BIDEN BEATS TRUMP
My Donald Trump Existential Moment
When and how did Donald Trump enter my life? Having been a professional working in New York for four decades, it was impossible to avoid his presence. I did not read the tabloids, but his aborted romances and real estate fiascos were good copy for The New York Times. A legion of ugly apartment buildings bearing his name began appearing all over the city. Trump Tower at Fifth and 56th, next to Tiffany and opposite Bergdorf Goodman injected glitz into a dignified shopping area. We once shared an elevator at the Met Life Building. I found his presence to be intrusive. As a big person, he occupied a large portion of the elevator cab; however, he never stopped talking from the ground floor to the 25th. Nor did he stop moving, wiggling. In my mind, he was a colossal jerk, the kind of outsized personality that only New York can breed. He reminded me of a limo driver from Brooklyn who bragged about how he had secured a nest egg for his family and resources for hs daughter’s law school expenses by assembling a collection of taxi cab medallions. Once worth tens of thousands, in the age of Uber, they are virtually worthless. When I heard that Trump was running for President, I thought that it was a joke. Unfortunately, he did it and won.

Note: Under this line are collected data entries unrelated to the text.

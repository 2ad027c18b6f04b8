//! Readiness assessment
//!
//! A weighted composite score estimating how prepared the workspace is to
//! recover from disaster. [`ReadinessAssessor::assess`] is a pure function
//! of a [`WorkspaceObservation`]; the observation helpers in this module
//! read completed on-disk artifacts and never write anything.

use serde::{Deserialize, Serialize};
use std::fs;
use std::path::Path;

/// Weights of the composite score
///
/// Must sum to 1.0. The defaults split 0.5 backup coverage, 0.25 documented
/// procedures, 0.25 tested scenarios.
#[derive(Debug, Clone, Copy, PartialEq, Serialize, Deserialize)]
#[serde(default)]
pub struct ReadinessWeights {
    /// Weight of backup coverage
    pub coverage: f64,
    /// Weight of documented procedures
    pub procedures: f64,
    /// Weight of tested scenarios
    pub tested: f64,
}

impl Default for ReadinessWeights {
    fn default() -> Self {
        Self {
            coverage: 0.5,
            procedures: 0.25,
            tested: 0.25,
        }
    }
}

impl ReadinessWeights {
    /// Validate that the weights are non-negative and sum to 1.0
    ///
    /// # Errors
    /// Returns [`WeightError`] on a bad weight set.
    pub fn validate(&self) -> Result<(), WeightError> {
        if self.coverage < 0.0 || self.procedures < 0.0 || self.tested < 0.0 {
            return Err(WeightError::Negative);
        }
        let sum = self.coverage + self.procedures + self.tested;
        if (sum - 1.0).abs() > 1e-6 {
            return Err(WeightError::BadSum(sum));
        }
        Ok(())
    }
}

/// Invalid readiness weight configurations
#[derive(Debug, thiserror::Error)]
pub enum WeightError {
    /// Weights do not sum to 1.0
    #[error("readiness weights must sum to 1.0, got {0:.4}")]
    BadSum(f64),

    /// A weight is negative
    #[error("readiness weights must be non-negative")]
    Negative,
}

/// Counts at which the procedure and tested-scenario metrics saturate
#[derive(Debug, Clone, Copy, PartialEq, Eq, Serialize, Deserialize)]
#[serde(default)]
pub struct SaturationTargets {
    /// Procedure documents needed for a full procedures score
    pub procedures: usize,
    /// Test-result artifacts needed for a full tested score
    pub tested_scenarios: usize,
}

impl Default for SaturationTargets {
    fn default() -> Self {
        Self {
            procedures: 3,
            tested_scenarios: 3,
        }
    }
}

/// What the assessor saw on disk at call time
#[derive(Debug, Clone, Copy, Default, PartialEq, Eq)]
pub struct WorkspaceObservation {
    /// HIGH priority assets discovered in the workspace
    pub critical_assets: usize,
    /// Critical assets with an existing backup copy
    pub protected_assets: usize,
    /// On-disk procedure documents
    pub procedure_documents: usize,
    /// On-disk test-result artifacts
    pub tested_scenarios: usize,
}

/// Computed readiness metrics
#[derive(Debug, Clone, Copy, PartialEq, Serialize, Deserialize)]
pub struct ReadinessMetrics {
    /// Protected share of critical assets, 0..=100
    pub backup_coverage_pct: f64,
    /// Procedure documents counted
    pub recovery_procedures_count: usize,
    /// Test-result artifacts counted
    pub tested_scenarios_count: usize,
    /// Weighted composite, always within 0..=100
    pub composite_score: f64,
}

/// Pure, side-effect-free readiness scoring
#[derive(Debug, Clone, Copy, Default)]
pub struct ReadinessAssessor {
    weights: ReadinessWeights,
    targets: SaturationTargets,
}

impl ReadinessAssessor {
    /// Create an assessor; weights are assumed validated by the caller
    #[inline]
    #[must_use]
    pub fn new(weights: ReadinessWeights, targets: SaturationTargets) -> Self {
        Self { weights, targets }
    }

    /// Compute the metrics for one observation
    ///
    /// Coverage is 0 when no critical assets exist. The procedures and
    /// tested metrics saturate at their targets. The composite is clamped
    /// into 0..=100.
    #[must_use]
    pub fn assess(&self, obs: &WorkspaceObservation) -> ReadinessMetrics {
        let backup_coverage_pct = if obs.critical_assets == 0 {
            0.0
        } else {
            let protected = obs.protected_assets.min(obs.critical_assets);
            protected as f64 / obs.critical_assets as f64 * 100.0
        };
        let procedures_pct = saturate(obs.procedure_documents, self.targets.procedures);
        let tested_pct = saturate(obs.tested_scenarios, self.targets.tested_scenarios);

        let composite = backup_coverage_pct * self.weights.coverage
            + procedures_pct * self.weights.procedures
            + tested_pct * self.weights.tested;

        ReadinessMetrics {
            backup_coverage_pct,
            recovery_procedures_count: obs.procedure_documents,
            tested_scenarios_count: obs.tested_scenarios,
            composite_score: composite.clamp(0.0, 100.0),
        }
    }
}

fn saturate(count: usize, target: usize) -> f64 {
    if target == 0 {
        100.0
    } else {
        (count as f64 / target as f64).min(1.0) * 100.0
    }
}

/// Count on-disk procedure documents (`*_recovery_plan.md`)
///
/// Returns 0 for a missing or unreadable directory.
#[must_use]
pub fn count_procedure_documents(plans_root: &Path) -> usize {
    count_matching(plans_root, |name| name.ends_with("_recovery_plan.md"))
}

/// Count on-disk test-result artifacts (`recovery_test_*.json`)
///
/// Returns 0 for a missing or unreadable directory.
#[must_use]
pub fn count_tested_scenarios(logs_root: &Path) -> usize {
    count_matching(logs_root, |name| {
        name.starts_with("recovery_test_") && name.ends_with(".json")
    })
}

fn count_matching(dir: &Path, matches: impl Fn(&str) -> bool) -> usize {
    let Ok(entries) = fs::read_dir(dir) else {
        return 0;
    };
    entries
        .filter_map(Result::ok)
        .filter(|e| e.file_type().map(|t| t.is_file()).unwrap_or(false))
        .filter(|e| matches(&e.file_name().to_string_lossy()))
        .count()
}

#[cfg(test)]
mod tests {
    use super::*;
    use proptest::prelude::*;

    #[test]
    fn default_weights_validate() {
        assert!(ReadinessWeights::default().validate().is_ok());
    }

    #[test]
    fn bad_weight_sets_are_rejected() {
        let lopsided = ReadinessWeights {
            coverage: 0.9,
            procedures: 0.9,
            tested: 0.9,
        };
        assert!(matches!(
            lopsided.validate(),
            Err(WeightError::BadSum(_))
        ));

        let negative = ReadinessWeights {
            coverage: 1.5,
            procedures: -0.25,
            tested: -0.25,
        };
        assert!(matches!(negative.validate(), Err(WeightError::Negative)));
    }

    #[test]
    fn full_coverage_and_saturated_counts_score_100() {
        let assessor = ReadinessAssessor::default();
        let metrics = assessor.assess(&WorkspaceObservation {
            critical_assets: 4,
            protected_assets: 4,
            procedure_documents: 3,
            tested_scenarios: 5,
        });
        assert!((metrics.composite_score - 100.0).abs() < 1e-9);
        assert!((metrics.backup_coverage_pct - 100.0).abs() < 1e-9);
    }

    #[test]
    fn no_critical_assets_means_zero_coverage() {
        let assessor = ReadinessAssessor::default();
        let metrics = assessor.assess(&WorkspaceObservation {
            critical_assets: 0,
            protected_assets: 0,
            procedure_documents: 3,
            tested_scenarios: 3,
        });
        assert!((metrics.backup_coverage_pct - 0.0).abs() < 1e-9);
        assert!((metrics.composite_score - 50.0).abs() < 1e-9);
    }

    #[test]
    fn counts_saturate_at_their_targets() {
        let assessor = ReadinessAssessor::default();
        let at_target = assessor.assess(&WorkspaceObservation {
            critical_assets: 1,
            protected_assets: 1,
            procedure_documents: 3,
            tested_scenarios: 3,
        });
        let over_target = assessor.assess(&WorkspaceObservation {
            critical_assets: 1,
            protected_assets: 1,
            procedure_documents: 30,
            tested_scenarios: 30,
        });
        assert!((at_target.composite_score - over_target.composite_score).abs() < 1e-9);
    }

    #[test]
    fn counting_helpers_match_naming_conventions() {
        let dir = tempfile::tempdir().unwrap();
        std::fs::write(dir.path().join("ws_recovery_plan.md"), "plan").unwrap();
        std::fs::write(dir.path().join("db_recovery_plan.md"), "plan").unwrap();
        std::fs::write(dir.path().join("notes.md"), "not a plan").unwrap();
        std::fs::write(dir.path().join("recovery_test_01A.json"), "[]").unwrap();
        std::fs::write(dir.path().join("recovery_test_01A.md"), "wrong ext").unwrap();

        assert_eq!(count_procedure_documents(dir.path()), 2);
        assert_eq!(count_tested_scenarios(dir.path()), 1);
        assert_eq!(count_procedure_documents(&dir.path().join("absent")), 0);
    }

    proptest! {
        #[test]
        fn composite_always_within_bounds(
            critical in 0usize..500,
            protected in 0usize..500,
            procedures in 0usize..100,
            tested in 0usize..100,
        ) {
            let assessor = ReadinessAssessor::default();
            let metrics = assessor.assess(&WorkspaceObservation {
                critical_assets: critical,
                protected_assets: protected,
                procedure_documents: procedures,
                tested_scenarios: tested,
            });
            prop_assert!(metrics.composite_score >= 0.0);
            prop_assert!(metrics.composite_score <= 100.0);
        }
    }
}
//! Backup execution
//!
//! [`BackupExecutor`] copies classified assets into the backup root one at a
//! time, verifies each copy's sha256 against the source, and publishes the
//! session manifest once all copies have finished. Copies are strictly
//! sequential so manifest ordering stays deterministic and the publish is
//! race-free within a run.

use crate::integrity::IntegrityHash;
use crate::manifest::{BackupRecord, Manifest, ManifestError};
use bulwark_asset::Asset;
use chrono::Utc;
use std::fs;
use std::io;
use std::path::{Path, PathBuf};

/// Naming strategy for backup copies
#[derive(Debug, Clone, Copy, Default, PartialEq, Eq, serde::Serialize, serde::Deserialize)]
#[serde(rename_all = "SCREAMING_SNAKE_CASE")]
pub enum BackupKey {
    /// `{PRIORITY}_{filename}`: the historical key. Two sources sharing a
    /// file name and priority silently overwrite each other.
    PriorityFilename,
    /// `{PRIORITY}_{8-hex-path-hash}_{filename}`: collision-free default.
    /// Keeps the priority prefix that restoration checks rely on while
    /// making the key unique per source path.
    #[default]
    PathHash,
}

impl BackupKey {
    /// Backup file name for an asset under this strategy
    #[must_use]
    pub fn backup_file_name(&self, asset: &Asset) -> String {
        let file_name = asset.file_name();
        match self {
            BackupKey::PriorityFilename => format!("{}_{}", asset.priority.label(), file_name),
            BackupKey::PathHash => {
                let digest = IntegrityHash::compute(asset.path.to_string_lossy().as_bytes());
                let tag = &digest.to_string()[..8];
                format!("{}_{}_{}", asset.priority.label(), tag, file_name)
            }
        }
    }
}

/// Per-asset copy failures
///
/// Always caught at the asset boundary: a copy error is counted and logged,
/// never aborts the batch.
#[derive(Debug, thiserror::Error)]
pub enum CopyError {
    /// Source could not be read
    #[error("failed to read source {path}: {source}")]
    Source {
        /// Offending source file
        path: PathBuf,
        /// Underlying error
        #[source]
        source: io::Error,
    },

    /// Copy could not be written or read back
    #[error("failed to write backup {path}: {source}")]
    Destination {
        /// Offending backup file
        path: PathBuf,
        /// Underlying error
        #[source]
        source: io::Error,
    },

    /// Written copy does not hash to the source digest
    #[error("integrity mismatch for {path}: source {expected}, backup {actual}")]
    Verification {
        /// Offending backup file
        path: PathBuf,
        /// Digest of the source
        expected: IntegrityHash,
        /// Digest of the written copy
        actual: IntegrityHash,
    },
}

/// Batch-level failures
#[derive(Debug, thiserror::Error)]
pub enum BackupError {
    /// Backup root could not be created
    #[error("failed to create backup root {path}: {source}")]
    CreateRoot {
        /// The backup root
        path: PathBuf,
        /// Underlying error
        #[source]
        source: io::Error,
    },

    /// Manifest publication failed; no manifest was made visible
    #[error("manifest publication failed: {0}")]
    Manifest(#[from] ManifestError),
}

/// Outcome of one backup batch
#[derive(Debug, Clone)]
pub struct BackupReport {
    /// Verified records, in processing order
    pub records: Vec<BackupRecord>,
    /// Number of assets whose copy failed
    pub failed: usize,
    /// Path of the published manifest
    pub manifest_path: PathBuf,
}

/// Sequential, integrity-verified backup runner
#[derive(Debug, Clone)]
pub struct BackupExecutor {
    backup_root: PathBuf,
    key: BackupKey,
}

impl BackupExecutor {
    /// Create an executor writing into `backup_root`
    #[inline]
    #[must_use]
    pub fn new(backup_root: impl Into<PathBuf>) -> Self {
        Self {
            backup_root: backup_root.into(),
            key: BackupKey::default(),
        }
    }

    /// Override the naming strategy
    #[inline]
    #[must_use]
    pub fn with_key(mut self, key: BackupKey) -> Self {
        self.key = key;
        self
    }

    /// The backup root
    #[inline]
    #[must_use]
    pub fn backup_root(&self) -> &Path {
        &self.backup_root
    }

    /// Where an asset's copy lives under the current strategy
    #[must_use]
    pub fn backup_path_for(&self, asset: &Asset) -> PathBuf {
        self.backup_root.join(self.key.backup_file_name(asset))
    }

    /// Copy, verify and record every asset, then publish the manifest
    ///
    /// Fail-soft per asset: a failed copy is counted and logged. The call
    /// itself only fails when the backup root cannot be created or the
    /// manifest cannot be published.
    ///
    /// # Errors
    /// Returns [`BackupError`] for batch-level failures only.
    pub fn execute(
        &self,
        session_id: &str,
        assets: &[Asset],
    ) -> Result<BackupReport, BackupError> {
        fs::create_dir_all(&self.backup_root).map_err(|source| BackupError::CreateRoot {
            path: self.backup_root.clone(),
            source,
        })?;

        let mut manifest = Manifest::new(session_id);
        let mut failed = 0usize;
        for asset in assets {
            match self.copy_one(asset) {
                Ok(record) => {
                    tracing::debug!(
                        asset = %asset.path.display(),
                        backup = %record.backup_path.display(),
                        hash = %record.integrity_hash.short(),
                        "backup verified"
                    );
                    manifest.push(record);
                }
                Err(err) => {
                    failed += 1;
                    tracing::warn!(
                        asset = %asset.path.display(),
                        error = %err,
                        "backup failed; continuing batch"
                    );
                }
            }
        }

        let manifest_path = manifest.publish(&self.backup_root)?;
        tracing::info!(
            session_id,
            created = manifest.len(),
            failed,
            manifest = %manifest_path.display(),
            "backup session published"
        );
        Ok(BackupReport {
            records: manifest.records,
            failed,
            manifest_path,
        })
    }

    fn copy_one(&self, asset: &Asset) -> Result<BackupRecord, CopyError> {
        let source_hash =
            IntegrityHash::of_file(&asset.path).map_err(|source| CopyError::Source {
                path: asset.path.clone(),
                source,
            })?;

        let backup_path = self.backup_path_for(asset);
        let size_bytes =
            fs::copy(&asset.path, &backup_path).map_err(|source| CopyError::Destination {
                path: backup_path.clone(),
                source,
            })?;
        let backup_hash =
            IntegrityHash::of_file(&backup_path).map_err(|source| CopyError::Destination {
                path: backup_path.clone(),
                source,
            })?;

        if backup_hash != source_hash {
            return Err(CopyError::Verification {
                path: backup_path,
                expected: source_hash,
                actual: backup_hash,
            });
        }

        Ok(BackupRecord {
            asset_id: asset.id.clone(),
            source_path: asset.path.clone(),
            backup_path,
            created_at: Utc::now(),
            integrity_hash: backup_hash,
            size_bytes,
        })
    }
}

#[cfg(test)]
mod tests {
    use super::*;
    use bulwark_asset::{Classifier, RuleSet};
    use std::fs;
    use tempfile::TempDir;

    fn scan_workspace(files: &[(&str, &str)]) -> (TempDir, Vec<Asset>) {
        let dir = TempDir::new().unwrap();
        for (rel, contents) in files {
            let path = dir.path().join(rel);
            fs::create_dir_all(path.parent().unwrap()).unwrap();
            fs::write(&path, contents).unwrap();
        }
        let assets = Classifier::new(RuleSet::standard()).scan(dir.path());
        (dir, assets)
    }

    #[test]
    fn execute_copies_and_verifies_every_asset() {
        let (_ws, assets) = scan_workspace(&[("a.db", "alpha"), ("b.py", "beta")]);
        let store = TempDir::new().unwrap();
        let executor = BackupExecutor::new(store.path());

        let report = executor.execute("01RUN", &assets).unwrap();
        assert_eq!(report.records.len(), 2);
        assert_eq!(report.failed, 0);

        for record in &report.records {
            let on_disk = IntegrityHash::of_file(&record.backup_path).unwrap();
            assert_eq!(on_disk, record.integrity_hash);
        }
    }

    #[test]
    fn execute_is_idempotent_on_unchanged_sources() {
        let (_ws, assets) = scan_workspace(&[("state.db", "stable contents")]);
        let store = TempDir::new().unwrap();
        let executor = BackupExecutor::new(store.path());

        let first = executor.execute("01A", &assets).unwrap();
        let second = executor.execute("01B", &assets).unwrap();
        assert_eq!(
            first.records[0].integrity_hash,
            second.records[0].integrity_hash
        );
        assert_eq!(first.records[0].backup_path, second.records[0].backup_path);
    }

    #[test]
    fn execute_fails_soft_on_unreadable_source() {
        let (ws, mut assets) = scan_workspace(&[("good.db", "fine"), ("gone.db", "doomed")]);
        fs::remove_file(ws.path().join("gone.db")).unwrap();
        // keep deterministic order: good first
        assets.sort_by_key(|a| a.path.clone());

        let store = TempDir::new().unwrap();
        let report = BackupExecutor::new(store.path())
            .execute("01SOFT", &assets)
            .unwrap();
        assert_eq!(report.records.len(), 1);
        assert_eq!(report.failed, 1);

        let manifest = Manifest::load(&report.manifest_path).unwrap();
        assert_eq!(manifest.len(), 1);
    }

    #[test]
    fn path_hash_key_keeps_same_named_files_distinct() {
        let (_ws, assets) =
            scan_workspace(&[("one/settings.toml", "a = 1"), ("two/settings.toml", "a = 2")]);
        assert_eq!(assets.len(), 2);

        let store = TempDir::new().unwrap();
        let report = BackupExecutor::new(store.path())
            .execute("01HASH", &assets)
            .unwrap();
        assert_eq!(report.records.len(), 2);
        assert_ne!(report.records[0].backup_path, report.records[1].backup_path);
    }

    #[test]
    fn priority_filename_key_reproduces_the_historical_collision() {
        let (_ws, assets) =
            scan_workspace(&[("one/settings.toml", "a = 1"), ("two/settings.toml", "a = 2")]);

        let store = TempDir::new().unwrap();
        let report = BackupExecutor::new(store.path())
            .with_key(BackupKey::PriorityFilename)
            .execute("01COLLIDE", &assets)
            .unwrap();

        // Both copies "succeed" but share one destination: the second wins.
        assert_eq!(report.records.len(), 2);
        assert_eq!(report.records[0].backup_path, report.records[1].backup_path);
    }

    #[test]
    fn backup_names_carry_the_priority_prefix() {
        let (_ws, assets) = scan_workspace(&[("data.db", "x"), ("notes.md", "y")]);
        let executor = BackupExecutor::new("/unused");

        for asset in &assets {
            let name = BackupKey::default().backup_file_name(asset);
            assert!(name.starts_with(&format!("{}_", asset.priority.label())));
            let _ = executor.backup_path_for(asset);
        }
    }
}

Last Sunday, as I was reading the Sunday New York Times, I stopped for a moment, saying, “Is this Sunday? If so, what happened to the rest of the week?” The Presidential election was on Tuesday and conclusive results could not be announced until Friday. I had attempted to return to my normal routine; however, a strange cloud of disorientation was hanging over my head. Was the insanity and chaos that Donald Trump had been manifesting going to continue or were we going to return to our previous less than perfect world?
Several days later, it is still impossible to make reliable predictions about how the Democrats and Republicans will resolve their differences. Hopefully, it will become increasingly clear that Trump’s control has been minimized to the point of being more nuisance than powerful. History presents us with a legion of tyrants whose reins have ended with different outcomes: Hitler committed suicide—cyanide and shooting himself; Napoleon was exiled to Elba; Roman Emperor Caligula was stabbed by two members of his guards. However, much as he has done throughout his career, Donald Trump persists in claiming non-existent authority. In his lexicon, you win and never lose.
Viktor Frankl, an Austrian psychiatrist/neurologist who was a Holocaust survivor, developed his thesis of the existential vacuum as a common denominator for people released from oppressive conditions and confronted with adjusting and assimilating into less toxic social conditions. His 1946 psychological memoir, Man’s Search for Meaning, is a meditation on what the gruesome experience of Auschwitz taught him about the primary purpose of life, the quest for meaning, which sustained those who survived. For Frankl, meaning came from three possible sources: purposeful work, love, and courage in the face of difficulty.
He states that:
Love goes very far beyond the physical person of the beloved. It finds its deepest meaning in his spiritual being, his inner self. Whether or not he is actually present, whether or not he is still alive at all, ceases somehow to be of importance.
We were at work in a trench. The dawn was grey around us; grey was the sky above; grey the snow in the pale light of dawn; grey the rags in which my fellow prisoners were clad, and grey their faces. I was again conversing silently with my wife, or perhaps I was struggling to find the reason for my sufferings, my slow dying. In a last violent protest against the hopelessness of imminent death, I sensed my spirit piercing through the enveloping gloom. I felt it transcend that hopeless, meaningless world, and from somewhere I heard a victorious “Yes” in answer to my question of the existence of an ultimate purpose. At that moment a light was lit in a distant farmhouse, which stood on the horizon as if painted there, in the midst of the miserable grey of a dawning morning in Bavaria. “Et lux in tenebris lucet” — and the light shineth in the darkness. For hours I stood hacking at the icy ground. The guard passed by, insulting me, and once again I communed with my beloved. More and more I felt that she was present, that she was with me; I had the feeling that I was able to touch her, able to stretch out my hand and grasp hers. The feeling was very strong: she was there. Then, at that very moment, a bird flew down silently and perched just in front of me, on the heap of soil which I had dug up from the ditch, and looked steadily at me.
Viktor Frankl’s thesis bears as much validity today as it did sixty-five years ago. Our collective recovery from four years of Donald Trump is going to be tempestuous because he supports a legacy. As we struggle to recover, we need to think of a positive and joyous future as our objective.